Several years-ago I remember listening to Coach Jerod Kruse speak at a KC Glazier Clinic. You might have been in the room. It wasn’t an X’s and O’s clinic, and its topic interested me. The title had something to do with culture building – I’ve got the notes somewhere – and have reread them a time or two.
One thing that Coach said that resonated, and I’m paraphrasing, was this: “If you and I see each other 10 years from now, and haven’t talked to new people, read new books, had new experiences, we will have the exact same conversation that we had today.”
We are wrapping up the most incredible season most of us have ever experienced. The stress this season has caused on each of us shouldn’t be dismissed. Our sport has always been a mirror of bigger things. It has always shown us both the good and the bad of current society.
But THIS particular season was definitely different. Some say just playing the games themselves was the only thing that mattered, still others continue to measure everything by the scoreboard alone. Each is where they are at on that spectrum, and that’s not really my purpose today.
What I want to know is this – how did you change? Did coaching high school football in the fall of 2020 change you?
My season of change started in 2019 with a player’s death. My season of change also included a divorce.
The struggles both internal and external – to figure out how to love, to give grace, to forgive, to keep a program moving forward, to teach the buck sweep – have nearly broken me at times.

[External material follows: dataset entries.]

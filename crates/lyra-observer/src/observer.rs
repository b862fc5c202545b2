use std::sync::{Arc, Weak};

use lyra_core::{CancelToken, ListenerHandle, SharedReference, UpdateOptions};
use parking_lot::Mutex;
use tokio::time::{Instant, sleep_until};
use tracing::{debug, trace};

use crate::{
    MediaElement, MediaEventKind, ObserverOptions, ReadOnlyPlaybackObserver, ReadyState,
    observation::{
        MediaSnapshot, ObservationEvent, ObservationPosition, PlaybackObservation,
        RebufferingThresholds, SeekingState, buffer_info, freezing_status, rebuffering_status,
    },
};

/// Options for [`PlaybackObserver::listen`].
#[derive(Clone, Copy, Default)]
pub struct ListenOptions<'a> {
    /// Deliver the last observation synchronously on registration.
    pub include_last_observation: bool,
    /// Stop listening once this token is cancelled.
    pub clear_signal: Option<&'a CancelToken>,
}

impl<'a> ListenOptions<'a> {
    pub fn with_last_observation(mut self) -> Self {
        self.include_last_observation = true;
        self
    }

    pub fn with_clear_signal(mut self, signal: &'a CancelToken) -> Self {
        self.clear_signal = Some(signal);
        self
    }

    pub(crate) fn as_update_options(self) -> UpdateOptions<'a> {
        UpdateOptions {
            emit_current_value: self.include_last_observation,
            clear_signal: self.clear_signal,
        }
    }
}

struct ObserverState {
    /// Seeks requested through the observer and not yet seen as `seeking`.
    internal_seeks_incoming: usize,
    seeking: SeekingState,
    /// Furthest internal seek target, kept while the platform lags behind it.
    expected_seek_position: Option<f64>,
    last_emit: Instant,
}

pub(crate) struct ObserverInner {
    element: Arc<dyn MediaElement>,
    options: ObserverOptions,
    imprecise_seek: bool,
    thresholds: RebufferingThresholds,
    observation: SharedReference<PlaybackObservation>,
    state: Mutex<ObserverState>,
    cancel: CancelToken,
}

/// Samples a media element and republishes its state as observations.
///
/// Emits on construction (`Init`), on each platform event, and on a timer
/// when no event fired for one sampling interval. Stopping (or cancelling
/// the parent token) removes the platform listener and the timer
/// synchronously and seals the observation reference.
#[derive(Clone)]
pub struct PlaybackObserver {
    inner: Arc<ObserverInner>,
}

impl PlaybackObserver {
    /// Start observing `element`. Must be called inside a tokio runtime.
    pub fn new(
        element: Arc<dyn MediaElement>,
        options: ObserverOptions,
        parent: &CancelToken,
    ) -> Self {
        let cancel = parent.child();
        let now = Instant::now();
        let snapshot = MediaSnapshot::read(element.as_ref());
        let thresholds = RebufferingThresholds::new(options.low_latency_mode);
        let imprecise_seek = options.has_imprecise_seek();
        let initial = build_observation(
            ObservationEvent::Init,
            &snapshot,
            None,
            SeekingState::None,
            None,
            options.with_media_source,
            thresholds,
            now,
        );

        let inner = Arc::new(ObserverInner {
            element,
            options,
            imprecise_seek,
            thresholds,
            observation: SharedReference::new(initial),
            state: Mutex::new(ObserverState {
                internal_seeks_incoming: 0,
                seeking: SeekingState::None,
                expected_seek_position: None,
                last_emit: now,
            }),
            cancel,
        });

        if inner.cancel.is_cancelled() {
            inner.observation.finish();
            return Self { inner };
        }

        let weak = Arc::downgrade(&inner);
        let listener_id = inner.element.add_event_listener(Arc::new(move |kind| {
            if let Some(inner) = weak.upgrade() {
                inner.on_platform_event(kind);
            }
        }));

        let timer = tokio::spawn(run_timer(Arc::downgrade(&inner)));

        let element = Arc::clone(&inner.element);
        let observation = inner.observation.clone();
        inner.cancel.register(move |_| {
            element.remove_event_listener(listener_id);
            timer.abort();
            observation.finish();
            debug!(listener = ?listener_id, "playback observer: stopped");
        });

        debug!(
            interval = ?inner.options.effective_sampling_interval(),
            imprecise_seek,
            "playback observer: started"
        );
        Self { inner }
    }

    pub fn get_current_time(&self) -> f64 {
        self.inner.element.current_time()
    }

    pub fn get_playback_rate(&self) -> f64 {
        self.inner.element.playback_rate()
    }

    pub fn get_is_paused(&self) -> bool {
        self.inner.element.paused()
    }

    pub fn get_ready_state(&self) -> ReadyState {
        self.inner.element.ready_state()
    }

    /// Seek the media element.
    ///
    /// With the imprecise-seek workaround enabled, a seek to a position the
    /// platform already reached on its own is not re-issued.
    pub fn set_current_time(&self, time: f64) {
        {
            let mut state = self.inner.state.lock();
            if self.inner.imprecise_seek {
                let current = self.inner.element.current_time();
                if let Some(expected) = state.expected_seek_position
                    && time <= expected
                    && current >= time
                {
                    debug!(time, current, expected, "playback observer: corrective seek suppressed");
                    return;
                }
                state.expected_seek_position =
                    Some(state.expected_seek_position.map_or(time, |e| e.max(time)));
            }
            state.internal_seeks_incoming += 1;
        }
        trace!(time, "playback observer: internal seek");
        self.inner.element.set_current_time(time);
    }

    pub fn set_playback_rate(&self, rate: f64) {
        self.inner.element.set_playback_rate(rate);
    }

    /// The latest observation, as a shared reference.
    pub fn get_reference(&self) -> SharedReference<PlaybackObservation> {
        self.inner.observation.clone()
    }

    pub fn last_observation(&self) -> PlaybackObservation {
        self.inner.observation.get()
    }

    /// Call `callback` for every future observation.
    pub fn listen<F>(&self, callback: F, options: ListenOptions<'_>) -> ListenerHandle
    where
        F: Fn(&PlaybackObservation) + Send + Sync + 'static,
    {
        self.inner
            .observation
            .on_update(callback, options.as_update_options())
    }

    /// Observer over `transform(observation)` without seek capability.
    ///
    /// Shares this observer's lifecycle.
    pub fn derive_read_only<U, F>(&self, transform: F) -> ReadOnlyPlaybackObserver<U>
    where
        U: Clone + Send + Sync + 'static,
        F: Fn(&PlaybackObservation) -> U + Send + Sync + 'static,
    {
        let reference = self.inner.observation.map(transform, &self.inner.cancel);
        ReadOnlyPlaybackObserver::new(
            reference,
            Arc::clone(&self.inner.element),
            self.inner.cancel.clone(),
        )
    }

    /// Read-only view over the full observation.
    pub fn as_read_only(&self) -> ReadOnlyPlaybackObserver<PlaybackObservation> {
        ReadOnlyPlaybackObserver::new(
            self.inner.observation.clone(),
            Arc::clone(&self.inner.element),
            self.inner.cancel.clone(),
        )
    }

    /// Remove the platform listener and the timer, and seal the reference.
    pub fn stop(&self) {
        self.inner.cancel.cancel();
    }

    pub fn is_stopped(&self) -> bool {
        self.inner.cancel.is_cancelled()
    }

    pub fn cancel_token(&self) -> &CancelToken {
        &self.inner.cancel
    }
}

impl ObserverInner {
    fn on_platform_event(&self, kind: MediaEventKind) {
        if self.cancel.is_cancelled() {
            return;
        }
        let event = {
            let mut state = self.state.lock();
            match kind {
                MediaEventKind::Seeking => {
                    if state.internal_seeks_incoming > 0 {
                        state.internal_seeks_incoming -= 1;
                        state.seeking = SeekingState::Internal;
                        ObservationEvent::InternalSeeking
                    } else {
                        state.seeking = SeekingState::External;
                        ObservationEvent::Seeking
                    }
                }
                MediaEventKind::Seeked => {
                    state.seeking = SeekingState::None;
                    ObservationEvent::Seeked
                }
                other => ObservationEvent::from(other),
            }
        };
        trace!(?event, "playback observer: platform event");
        self.emit(event);
    }

    fn emit(&self, event: ObservationEvent) {
        if self.cancel.is_cancelled() {
            return;
        }
        let now = Instant::now();
        let snapshot = MediaSnapshot::read(self.element.as_ref());
        let previous = self.observation.get();

        let (seeking, wanted) = {
            let mut state = self.state.lock();
            state.last_emit = now;
            let seek_event = matches!(
                event,
                ObservationEvent::Seeking | ObservationEvent::InternalSeeking
            );
            if !snapshot.seeking && !seek_event && state.seeking.is_seeking() {
                // The platform finished seeking without a `seeked` event.
                state.seeking = SeekingState::None;
            }
            if let Some(expected) = state.expected_seek_position
                && !snapshot.seeking
                && snapshot.position >= expected
            {
                state.expected_seek_position = None;
            }
            (state.seeking, state.expected_seek_position)
        };

        let observation = build_observation(
            event,
            &snapshot,
            Some(&previous),
            seeking,
            wanted,
            self.options.with_media_source,
            self.thresholds,
            now,
        );
        if let Some(status) = &observation.rebuffering
            && previous.rebuffering.is_none()
        {
            debug!(reason = ?status.reason, position = snapshot.position, "playback observer: rebuffering");
        }
        if observation.freezing.is_some() && previous.freezing.is_none() {
            debug!(position = snapshot.position, "playback observer: freezing");
        }
        self.observation.set(observation);
    }
}

#[expect(clippy::too_many_arguments)]
fn build_observation(
    event: ObservationEvent,
    snapshot: &MediaSnapshot,
    previous: Option<&PlaybackObservation>,
    seeking: SeekingState,
    wanted: Option<f64>,
    with_media_source: bool,
    thresholds: RebufferingThresholds,
    now: Instant,
) -> PlaybackObservation {
    let (buffer_gap, current_range) = buffer_info(&snapshot.buffered, snapshot.position);
    let rebuffering = rebuffering_status(
        previous.and_then(|p| p.rebuffering.as_ref()),
        snapshot,
        seeking,
        buffer_gap,
        with_media_source,
        thresholds,
        now,
    );
    let freezing = freezing_status(
        previous,
        snapshot,
        event,
        buffer_gap,
        rebuffering.as_ref(),
        now,
    );
    PlaybackObservation {
        event,
        position: ObservationPosition {
            last: snapshot.position,
            wanted,
        },
        buffered: snapshot.buffered.clone(),
        buffer_gap,
        current_range,
        duration: snapshot.duration,
        paused: snapshot.paused,
        seeking,
        ready_state: snapshot.ready_state,
        playback_rate: snapshot.playback_rate,
        ended: snapshot.ended,
        rebuffering,
        freezing,
    }
}

async fn run_timer(inner: Weak<ObserverInner>) {
    loop {
        let (deadline, cancel) = {
            let Some(inner) = inner.upgrade() else { return };
            let interval = inner.options.effective_sampling_interval();
            let last_emit = inner.state.lock().last_emit;
            (last_emit + interval, inner.cancel.clone())
        };
        tokio::select! {
            () = cancel.cancelled() => return,
            () = sleep_until(deadline) => {}
        }
        let Some(inner) = inner.upgrade() else { return };
        let interval = inner.options.effective_sampling_interval();
        let due = inner.state.lock().last_emit + interval <= Instant::now();
        if due {
            inner.emit(ObservationEvent::Timeupdate);
        }
    }
}

impl std::fmt::Debug for PlaybackObserver {
    fn fmt(&self, f: &mut std::fmt::Formatter<'_>) -> std::fmt::Result {
        f.debug_struct("PlaybackObserver")
            .field("options", &self.inner.options)
            .field("stopped", &self.inner.cancel.is_cancelled())
            .finish_non_exhaustive()
    }
}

Many of you know I’m associated with our leadership academy for assistant coaches. A few of you might have taken the classes. I always tried to be authentic in those sessions. I wanted guys to have a safe place to really ask questions, think, listen, and grow.
The problem was I felt like the imposter in the room. I bought what I was selling – kinda. I believed what was said – kinda. I had a coaching purpose statement on paper. Something I could show the room if it came around to me. However, it never felt real. Sometimes, it felt like what I really wanted to say couldn’t be put into a sentence.
My season of change, among many things, burned this into the walls of my heart:
I coach for the man the boy will become.
I coach to get him ready for his changes – for the currents, the tides, the rocks, and the waves. And I will do this – THIS WAY – until I do something else.
Stay open to the lessons that your season of change is trying to teach you. Otherwise, we will have the same old conversations, in the same old places, at the same old clinics.